Collected data entries:
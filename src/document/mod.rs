//! Rendering of rich-text document trees.
//!
//! The input is the JSON editor state stored with an article: a `root` object
//! whose `children` are block nodes (paragraphs, headings, lists, quotes, code,
//! tables, rules) which in turn hold inline nodes (text runs with format flags,
//! links, hashtags, line breaks).
//!
//! Rendering never fails. Input that is not a recognizable tree is shown as one
//! plain paragraph, unknown node types render as paragraphs, and nodes missing
//! required fields render nothing.

pub mod node;

pub use node::{DocumentNode, ListKind, heading_font_size, heading_level, parse};

use crate::output::{Block, ListMarker, RenderedOutput, StyledRun, TableRow};
use crate::style::RunStyle;
use crate::theme::Theme;
use tracing::{debug, trace};

/// Renders document trees with a fixed theme.
pub struct DocumentRenderer<'a> {
    theme: &'a Theme,
}

impl<'a> DocumentRenderer<'a> {
    pub fn new(theme: &'a Theme) -> Self {
        Self { theme }
    }

    /// Render editor JSON.
    ///
    /// Falls back to [`RenderedOutput::plain`] when `raw` cannot be parsed
    /// into a tree.
    pub fn render(&self, raw: &str) -> RenderedOutput {
        match parse(raw) {
            Ok(root) => self.render_tree(&root),
            Err(err) => {
                debug!(error = %err, "document tree unavailable, rendering plain text");
                RenderedOutput::plain(raw, self.theme)
            }
        }
    }

    /// Render an already parsed tree.
    pub fn render_tree(&self, root: &DocumentNode) -> RenderedOutput {
        let mut blocks = Vec::new();
        self.render_block(root, &mut blocks);
        RenderedOutput::new(blocks)
    }

    fn render_blocks(&self, nodes: &[DocumentNode], out: &mut Vec<Block>) {
        // Inline nodes that appear directly at block level are gathered into
        // a paragraph of their own.
        let mut pending: Vec<&DocumentNode> = Vec::new();
        for node in nodes {
            if is_inline(node) {
                pending.push(node);
                continue;
            }
            self.flush_inline(&mut pending, out);
            self.render_block(node, out);
        }
        self.flush_inline(&mut pending, out);
    }

    fn flush_inline(&self, pending: &mut Vec<&DocumentNode>, out: &mut Vec<Block>) {
        if pending.is_empty() {
            return;
        }
        let base = self.theme.body(self.theme.weights.paragraph);
        let runs = self.inline_runs(pending.drain(..), &base, None);
        out.push(paragraph(runs));
    }

    fn render_block(&self, node: &DocumentNode, out: &mut Vec<Block>) {
        match node {
            DocumentNode::Root { children } => self.render_blocks(children, out),
            DocumentNode::Paragraph { children } => {
                let base = self.theme.body(self.theme.weights.paragraph);
                out.push(paragraph(self.inline_runs(children, &base, None)));
            }
            DocumentNode::Heading { tag, children } => {
                let level = heading_level(tag);
                let base = RunStyle::plain(self.theme.heading_font(level), self.theme.text);
                out.push(Block::Heading {
                    // Unrecognized tags share h3's size, so they share its level too.
                    level: level.unwrap_or(3),
                    runs: self.inline_runs(children, &base, None),
                });
            }
            DocumentNode::List { kind, start, items } => {
                self.render_list(*kind, *start, items, 0, out);
            }
            DocumentNode::Quote { children } => {
                let mut base = self.theme.body(self.theme.weights.quote);
                base.foreground = self.theme.secondary_text;
                out.push(Block::Quote {
                    level: 1,
                    bar_color: self.theme.quote_bar,
                    runs: self.inline_runs(children, &base, None),
                });
            }
            DocumentNode::Code { language, children } => {
                let mut content = String::new();
                collect_text(children, &mut content);
                out.push(Block::Code {
                    label: language.as_ref().map(|lang| lang.to_uppercase()),
                    content,
                    style: self.theme.code_block(),
                });
            }
            DocumentNode::Table { rows } => out.push(self.render_table(rows)),
            DocumentNode::HorizontalRule => out.push(Block::Rule {
                color: self.theme.rule,
            }),
            DocumentNode::ListItem { children, .. }
            | DocumentNode::TableRow { cells: children }
            | DocumentNode::TableCell { children } => {
                trace!("structural node outside its container, rendering children");
                self.render_blocks(children, out);
            }
            DocumentNode::Link { .. }
            | DocumentNode::Hashtag { .. }
            | DocumentNode::LineBreak
            | DocumentNode::TextRun { .. } => {
                let base = self.theme.body(self.theme.weights.paragraph);
                out.push(paragraph(self.inline_runs([node], &base, None)));
            }
        }
    }

    fn render_list(
        &self,
        kind: ListKind,
        start: u64,
        items: &[DocumentNode],
        level: usize,
        out: &mut Vec<Block>,
    ) {
        let base = self.theme.body(self.theme.weights.list);
        let mut index = 0;

        for item in items {
            let (children, checked) = match item {
                DocumentNode::ListItem { children, checked } => (children.as_slice(), *checked),
                other => (std::slice::from_ref(other), None),
            };

            // Editors nest sub-lists inside their own list items; such items
            // carry no content and take no marker.
            let (nested, inline): (Vec<&DocumentNode>, Vec<&DocumentNode>) = children
                .iter()
                .partition(|child| matches!(child, DocumentNode::List { .. }));

            if !inline.is_empty() {
                let checked = checked.unwrap_or(false);
                let marker = match kind {
                    ListKind::Ordered => ListMarker::Number {
                        value: start.saturating_add(index),
                    },
                    ListKind::Unordered => ListMarker::Bullet,
                    ListKind::Checklist => ListMarker::Checkbox { checked },
                };
                let marker_color = if kind == ListKind::Checklist && checked {
                    self.theme.checked_marker
                } else {
                    self.theme.list_marker
                };
                out.push(Block::ListItem {
                    marker,
                    marker_color,
                    level,
                    runs: self.inline_runs(inline, &base, None),
                });
                index += 1;
            }

            for list in nested {
                if let DocumentNode::List { kind, start, items } = list {
                    self.render_list(*kind, *start, items, level + 1, out);
                }
            }
        }
    }

    fn render_table(&self, rows: &[DocumentNode]) -> Block {
        let mut table_rows = Vec::with_capacity(rows.len());

        for row in rows {
            let DocumentNode::TableRow { cells } = row else {
                trace!("ignoring non-row node inside table");
                continue;
            };
            // Header styling is positional: the first row is the header.
            let header = table_rows.is_empty();
            let base = self.theme.body(if header {
                self.theme.weights.table_header
            } else {
                self.theme.weights.table_cell
            });
            let cells = cells
                .iter()
                .map(|cell| match cell {
                    DocumentNode::TableCell { children } => self.inline_runs(children, &base, None),
                    other => self.inline_runs([other], &base, None),
                })
                .collect();

            table_rows.push(TableRow {
                header,
                background: header.then_some(self.theme.table_header_background),
                cells,
            });
        }

        Block::Table {
            border_color: self.theme.table_border,
            rows: table_rows,
        }
    }

    fn inline_runs<'n>(
        &self,
        nodes: impl IntoIterator<Item = &'n DocumentNode>,
        base: &RunStyle,
        link: Option<&str>,
    ) -> Vec<StyledRun> {
        let mut runs = Vec::new();
        self.push_inline(nodes, base, link, &mut runs);
        runs
    }

    fn push_inline<'n>(
        &self,
        nodes: impl IntoIterator<Item = &'n DocumentNode>,
        base: &RunStyle,
        link: Option<&str>,
        out: &mut Vec<StyledRun>,
    ) {
        let mut previous_was_block = false;

        for node in nodes {
            match node {
                DocumentNode::TextRun { text, format } => {
                    let mut style = base.clone().with_format(*format, self.theme.code_colors());
                    if link.is_some() {
                        style = self.theme.linked(style);
                    }
                    out.push(StyledRun {
                        text: text.clone(),
                        style,
                        link: link.map(str::to_string),
                    });
                }
                DocumentNode::LineBreak => out.push(StyledRun::new("\n", base.clone())),
                DocumentNode::Link { url, children } => {
                    self.push_inline(children, base, Some(url.as_str()), out);
                }
                DocumentNode::Hashtag { children } => {
                    self.push_inline(children, &self.theme.tagged(base.clone()), link, out);
                }
                DocumentNode::HorizontalRule => {}
                // Block containers nested in inline context (paragraphs inside
                // table cells, quotes inside list items) are flattened, one
                // line each.
                container => {
                    if previous_was_block && !out.is_empty() {
                        out.push(StyledRun::new("\n", base.clone()));
                    }
                    self.push_inline(children_of(container), base, link, out);
                    previous_was_block = true;
                    continue;
                }
            }
            previous_was_block = false;
        }
    }
}

fn paragraph(runs: Vec<StyledRun>) -> Block {
    if runs.is_empty() {
        Block::Spacer
    } else {
        Block::Paragraph { runs }
    }
}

WORK REQUEST: Across the records above, return every line that contains the word "DocumentRenderer".

ANSWER TO THIS PROBLEM:
pub struct DocumentRenderer<'a> {
impl<'a> DocumentRenderer<'a> {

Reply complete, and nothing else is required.